* _Your goal_
In the listing below, print exactly the lines from the first through the one that contains "debug; RUST_LOG overrides".

[[ Exercise data open ]]

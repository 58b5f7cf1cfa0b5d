mod app;

use std::sync::Arc;

use anyhow::Context;
use clap::Parser;
use shroud::expr;
use shroud::{
    BuildEntropy, Builder, BuilderConfig, EntropySource, Interpreter, OpcodeTable, RuntimeEntropy,
    SealedProgram, VmConfig,
};
use tracing::info;
use tracing_subscriber::EnvFilter;

use crate::app::{BuildOptions, Cli, Command};

fn main() -> anyhow::Result<()> {
    let cli = Cli::parse();

    // info+ on stderr; --verbose enables debug; RUST_LOG overrides
    let default = if cli.global.verbose { "debug" } else { "info" };
    let filter = EnvFilter::try_from_default_env().unwrap_or_else(|_| EnvFilter::new(default));
    tracing_subscriber::fmt()
        .with_env_filter(filter)
        .with_writer(std::io::stderr)
        .without_time()
        .with_target(false)
        .init();

    match cli.command {
        Command::Eval { expr, inputs, max_instructions, build } => {
            eval(&expr, &inputs, max_instructions, &build)
        }
        Command::Dump { expr, build } => dump(&expr, &build),
    }
}

fn seal(src: &str, opts: &BuildOptions) -> anyhow::Result<SealedProgram> {
    let config = if opts.plain {
        BuilderConfig::plain()
    } else {
        BuilderConfig::default()
    };
    match opts.seed {
        Some(seed) => {
            let table = Arc::new(OpcodeTable::from_seed(seed));
            compile(src, Builder::with_config(table, BuildEntropy::from_seed(seed), config))
        }
        None => compile(
            src,
            Builder::with_config(shroud::build_table(), RuntimeEntropy::new(), config),
        ),
    }
}

fn compile<E: EntropySource>(src: &str, mut builder: Builder<E>) -> anyhow::Result<SealedProgram> {
    expr::compile(src, &mut builder).with_context(|| format!("failed to compile {src:?}"))?;
    info!(instructions = builder.instruction_count(), "compiled");
    Ok(builder.finalize())
}

fn eval(
    src: &str,
    inputs: &[u64],
    max_instructions: Option<u64>,
    opts: &BuildOptions,
) -> anyhow::Result<()> {
    let program = seal(src, opts)?;
    let mut config = VmConfig::default();
    if let Some(max) = max_instructions {
        config = config.with_max_instructions(max);
    }
    config.validate()?;

    let exec = Interpreter::with_config(program, config).run(inputs);
    info!(
        outcome = ?exec.outcome,
        steps = exec.steps,
        faults = exec.faults.total(),
        "executed"
    );
    println!("{}", exec.value);
    Ok(())
}

fn dump(src: &str, opts: &BuildOptions) -> anyhow::Result<()> {
    let program = seal(src, opts)?;
    println!("sealed:    {} bytes", program.len());
    println!("code:      {} bytes", program.code_len());
    println!("plaintext: {} bytes", program.decrypt_all().len());
    for chunk in program.bytes().chunks(32) {
        println!("{}", hex::encode(chunk));
    }
    Ok(())
}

[[ Exercise data closed ]]

* _Task output_
repository 58b5f7cf1cfa0b5d
mod app;

use std::sync::Arc;

use anyhow::Context;
use clap::Parser;
use shroud::expr;
use shroud::{
    BuildEntropy, Builder, BuilderConfig, EntropySource, Interpreter, OpcodeTable, RuntimeEntropy,
    SealedProgram, VmConfig,
};
use tracing::info;
use tracing_subscriber::EnvFilter;

use crate::app::{BuildOptions, Cli, Command};

fn main() -> anyhow::Result<()> {
    let cli = Cli::parse();

    // info+ on stderr; --verbose enables debug; RUST_LOG overrides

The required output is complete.